Recordo-me particularmente de ela falar das vítimas do Tifo e da Gripe Espanhola, também apelidada de pneumónica, que a partir de 1918 tomou forma de pandemia, disseminando o vírus influenza, que se espalhou por quase toda a parte do mundo, vitimando entre 50 a 100 milhões de pessoas.

Lembro-me de ela relatar histórias de pessoas que eram enterradas à pressa, com medo da disseminação do vírus, e acordavam nos caixões, com carradas de terra em cima. Acabavam por morrer por asfixia, claro está. Quando se escutavam barulhos estranhos durante a noite, relatados pelos coveiros que pernoitavam nos cemitérios, aos quais se atribuía alguma credibilidade, desenterravam os corpos e, não raro, eram encontrados defuntos com as unhas cravadas na tampa do caixão ou voltados ao contrário.

A minha avó Quina era particularmente mórbida. Era adepta incondicional de funerais e não falhava um que acontecesse nas redondezas. Pedia a Deus muitas vezes que a levasse (durou até aos 95 anos!) e efabulava o cenário do seu próprio funeral e da roupa que gostaria de trajar. Foi certamente por sua influência que também eu ganhei um certo gosto pelo mórbido, levando-me inclusive a fotografar funerais.

Mais tarde, um pouco mais crescido, relembrei-me das histórias da minha avó e a curiosidade fez-me ler algo mais sobre estes factos. Sabendo da sua propensão para a morbidez, quis certificar-me da veracidade dos seus relatos e pude constatar que tudo aconteceu como ela contava.

A minha prima, Paula Arocha, companheira dos melhores momentos da minha infância, certamente se recorda de, no quintal da casa onde ela morava, fazermos funerais, com coroas de flores e cruzes de madeira, e nos postarmos a rezar pela morte de um presuntivo falecido primo. Isto até a avó Quina ir à varanda, deparar-se com o sinistro espetáculo no quintal e quase desfalecer.

A pneumónica, apelidada de Gripe Espanhola, curiosamente não surgiu em Espanha, mas este país, uma vez que não participou na I Guerra Mundial, não censurava as noticias e divulgou os milhões de infetados por todo o mundo. Alguém se lembrou, provavelmente um jornalista, de inventar o epíteto "Gripe Espanhola".

A história da humanidade está repleta de epidemias e pandemias, mas a nossa curta memória e especialmente o incremento sensacionalista dos media, faz-nos recear o Covid-19 mais do que outras virulências bem mais mortíferas que devastaram milhões de vidas. Malthus, sinistramente, defendia a necessidade das pandemias e das guerras, como um bem-vindo controlo populacional. Mas não cheguemos nós a tanto.

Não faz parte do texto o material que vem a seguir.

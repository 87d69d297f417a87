use std::sync::Arc;

use serde::Deserialize;

use super::{first_usable_price, lenient_price, Transport};
use crate::config::ClientConfig;
use crate::exchange::{find_listing, AdapterFuture, ExchangeAdapter, PairListing};
use crate::http_client::{HttpClient, ReqwestHttpClient};
use crate::{CurrencyPair, ExchangeId, TradingPairRecord};

const MARKETS_PRICE_PATH: &str = "/markets/price";

/// Poloniex adapter. The `/markets/price` catalog already carries prices, so
/// a quote costs a single request.
#[derive(Clone)]
pub struct PoloniexAdapter {
    transport: Transport,
}

impl Default for PoloniexAdapter {
    fn default() -> Self {
        Self::new(Arc::new(ReqwestHttpClient::new()), &ClientConfig::default())
    }
}

impl PoloniexAdapter {
    pub fn new(http_client: Arc<dyn HttpClient>, config: &ClientConfig) -> Self {
        Self {
            transport: Transport::new(ExchangeId::Poloniex, http_client, config),
        }
    }

    pub fn with_http_client(http_client: Arc<dyn HttpClient>) -> Self {
        Self::new(http_client, &ClientConfig::default())
    }
}

impl ExchangeAdapter for PoloniexAdapter {
    fn id(&self) -> ExchangeId {
        ExchangeId::Poloniex
    }

    fn symbol_separator(&self) -> &'static str {
        "_"
    }

    fn list_pairs<'a>(&'a self) -> AdapterFuture<'a, Vec<PairListing>> {
        Box::pin(async move {
            let prices: Vec<MarketPrice> = self
                .transport
                .fetch_json(self.transport.get(MARKETS_PRICE_PATH))
                .await?;

            Ok(prices
                .into_iter()
                .map(|entry| PairListing::new(entry.symbol).with_price(entry.price))
                .collect())
        })
    }

    fn quote<'a>(&'a self, pair: &'a CurrencyPair) -> AdapterFuture<'a, Option<TradingPairRecord>> {
        Box::pin(async move {
            let listings = self.list_pairs().await?;
            let Some(listing) = find_listing(&listings, pair, self.symbol_separator()) else {
                return Ok(None);
            };

            self.transport
                .record(listing.symbol.clone(), first_usable_price(&[listing.price]))
                .map(Some)
        })
    }
}

#[derive(Debug, Clone, Deserialize)]
struct MarketPrice {
    symbol: String,
    #[serde(default, deserialize_with = "lenient_price")]
    price: Option<f64>,
}

#[cfg(test)]
mod tests {
    use super::*;
    use crate::exchange::UpstreamErrorKind;
    use crate::test_support::{block_on, ScriptedHttpClient};

    const PRICES_URL: &str = "https://api.poloniex.com/markets/price";
    const PRICES_BODY: &str = r#"[
        {"symbol":"BTC_USDT","price":"50250.10","time":1700000000000},
        {"symbol":"ETH_BTC","price":"0.0513"},
        {"symbol":"TRX_USDT","price":""}
    ]"#;

    fn adapter(client: ScriptedHttpClient) -> (PoloniexAdapter, Arc<ScriptedHttpClient>) {
        let client = Arc::new(client);
        (PoloniexAdapter::with_http_client(client.clone()), client)
    }

    fn pair(first: &str, second: &str) -> CurrencyPair {
        CurrencyPair::parse(first, second).expect("valid pair")
    }

    #[test]
    fn quote_reads_price_from_catalog_in_one_request() {
        let (adapter, client) = adapter(ScriptedHttpClient::new().with_json(PRICES_URL, PRICES_BODY));

        let record = block_on(adapter.quote(&pair("usdt", "btc")))
            .expect("quote should succeed")
            .expect("pair is listed");

        assert_eq!(record.symbol, "BTC_USDT");
        assert_eq!(record.price, 50_250.1);
        assert_eq!(client.requested_urls(), vec![PRICES_URL.to_owned()]);
    }

    #[test]
    fn empty_price_string_becomes_zero() {
        let (adapter, _) = adapter(ScriptedHttpClient::new().with_json(PRICES_URL, PRICES_BODY));

        let record = block_on(adapter.quote(&pair("trx", "usdt")))
            .expect("quote should succeed")
            .expect("pair is listed");
        assert_eq!(record.price, 0.0);
    }

    #[test]
    fn unlisted_pair_is_absent() {
        let (adapter, _) = adapter(ScriptedHttpClient::new().with_json(PRICES_URL, PRICES_BODY));

        let result = block_on(adapter.quote(&pair("doge", "usdt"))).expect("no error");
        assert!(result.is_none());
    }

    #[test]
    fn server_error_is_a_status_error() {
        let (adapter, _) = adapter(ScriptedHttpClient::new().with_status(PRICES_URL, 503));

        let error = block_on(adapter.has_pair(&pair("btc", "usdt"))).expect_err("must fail");
        assert_eq!(error.kind(), UpstreamErrorKind::Status);
        assert_eq!(error.exchange(), ExchangeId::Poloniex);
    }
}
use std::collections::HashMap;
use std::sync::Arc;

use serde::Deserialize;

use super::{first_usable_price, lenient_price, Transport};
use crate::config::ClientConfig;
use crate::exchange::{AdapterFuture, ExchangeAdapter, PairListing};
use crate::http_client::{HttpClient, ReqwestHttpClient};
use crate::{CurrencyPair, ExchangeId, TradingPairRecord};

const MARKETS_PATH: &str = "/public/markets";
const TICKER_PATH: &str = "/public/ticker";

/// Whitebit v4 public API adapter.
///
/// The ticker endpoint returns every market at once, keyed by `BASE_QUOTE`.
#[derive(Clone)]
pub struct WhitebitAdapter {
    transport: Transport,
}

impl Default for WhitebitAdapter {
    fn default() -> Self {
        Self::new(Arc::new(ReqwestHttpClient::new()), &ClientConfig::default())
    }
}

impl WhitebitAdapter {
    pub fn new(http_client: Arc<dyn HttpClient>, config: &ClientConfig) -> Self {
        Self {
            transport: Transport::new(ExchangeId::Whitebit, http_client, config),
        }
    }

    pub fn with_http_client(http_client: Arc<dyn HttpClient>) -> Self {
        Self::new(http_client, &ClientConfig::default())
    }
}

impl ExchangeAdapter for WhitebitAdapter {
    fn id(&self) -> ExchangeId {
        ExchangeId::Whitebit
    }

    fn symbol_separator(&self) -> &'static str {
        "_"
    }

    fn list_pairs<'a>(&'a self) -> AdapterFuture<'a, Vec<PairListing>> {
        Box::pin(async move {
            let markets: Vec<WhitebitMarket> = self
                .transport
                .fetch_json(self.transport.get(MARKETS_PATH))
                .await?;

            Ok(markets
                .into_iter()
                .map(|market| PairListing::new(market.name))
                .collect())
        })
    }

    fn quote<'a>(&'a self, pair: &'a CurrencyPair) -> AdapterFuture<'a, Option<TradingPairRecord>> {
        Box::pin(async move {
            if !self.has_pair(pair).await? {
                return Ok(None);
            }

            let tickers: HashMap<String, WhitebitTicker> = self
                .transport
                .fetch_json(self.transport.get(TICKER_PATH))
                .await?;

            let matched = pair
                .orderings(self.symbol_separator())
                .into_iter()
                .find_map(|symbol| tickers.get(&symbol).map(|ticker| (symbol, ticker)));

            let Some((symbol, ticker)) = matched else {
                return Ok(None);
            };

            self.transport
                .record(symbol, first_usable_price(&[ticker.last_price]))
                .map(Some)
        })
    }
}

#[derive(Debug, Clone, Deserialize)]
struct WhitebitMarket {
    name: String,
}

#[derive(Debug, Clone, Deserialize)]
struct WhitebitTicker {
    #[serde(default, deserialize_with = "lenient_price")]
    last_price: Option<f64>,
}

terça-feira, 7 de março de 2023

Março, marçagão...

 

Março, marçagão, manhãs de Inverno e tardes de verão".

 Estamos quase a entrar na estação bipolar, no tempo do renascimento, em que as coisas da natureza se refazem. Pelos interstícios da chuva, acabo de chegar do Pingo Doce, ainda com os ouvidos encharcados com a publicidade em repeat:” Preços de 2021, só no Pingo Doce!” - Tudo isto acompanhado por um jingle irritante que não cessa de nos atazanar. Irra! Não há pachorra! O marketing, a publicidade sofisticada, invenção dos norte-americanos, é um pouco como aquela mentira que, de tantas vezes ser dita, acaba por se tomar como verdade. Com um elevado grau de certeza, posso afirmar que a publicidade sempre teve em mim um efeito contrário: quanto mais escuto elogios sobre um produto mais desconfiado fico. Acredito, outrossim, nos relatos de experiências alheias de gente que reputo confiável e baseio as minhas decisões na prática pessoal  ou na alheia credível. A despropósito desta conversa, já tentaram marcar um exame radiológico aqui na cidade? O Hospital São Francisco não tem sequer vagas para marcação, fica-se em lista de espera a aguardar desistências ou vagas. A funcionária garantiu-me que há quase 300 almas a aguardar. A clinica Cedile marca uma ecografia para final de Junho e já tem poucas vagas. É evidente que, fora dos regimes convencionados, quem puder pagar na íntegra os exames, fá-los rapidamente noutros estabelecimentos privados. Não é exagerado dizer que muitas pessoas quando forem convocadas já foram cremadas e o problema fica naturalmente resolvido. 

Hoje deu-me para a maledicência e para o desabafo mas daqui a pouco, quando agarrar de novo na guitarra, faço uma pausa na preocupação com os desajustes do quotidiano. Há coisas que não mudam nunca e o segredo talvez seja aprender a conviver com isso, num constante processo de adaptação.